REQUIRED WORK =>
Transcribe the data that follows precisely, omitting nothing.

══════════

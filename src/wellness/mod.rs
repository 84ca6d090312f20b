//! Wellness index, category and risk derivation plus the rolling history
//!
//! The history store is the only mutable state in the pipeline. It is owned by
//! [`WellnessCalculator`] and reached only through its append/read operations.

mod calculator;
mod history;

pub use calculator::{
    indicator, wellness_index, Category, RiskLevel, WellnessAssessment, WellnessCalculator,
};
pub use history::{
    HistoryStore, JsonFileHistory, MemoryHistory, Trend, TrendReport, WellnessRecord,
    DEFAULT_HISTORY_CAPACITY, TREND_WINDOW,
};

══════════

FINISHED TASK =>
filename src/wellness/mod.rs
repository 84ca6d090312f20b
//! Wellness index, category and risk derivation plus the rolling history
//!
//! The history store is the only mutable state in the pipeline. It is owned by
//! [`WellnessCalculator`] and reached only through its append/read operations.

mod calculator;
mod history;

pub use calculator::{
    indicator, wellness_index, Category, RiskLevel, WellnessAssessment, WellnessCalculator,
};
pub use history::{
    HistoryStore, JsonFileHistory, MemoryHistory, Trend, TrendReport, WellnessRecord,
    DEFAULT_HISTORY_CAPACITY, TREND_WINDOW,
};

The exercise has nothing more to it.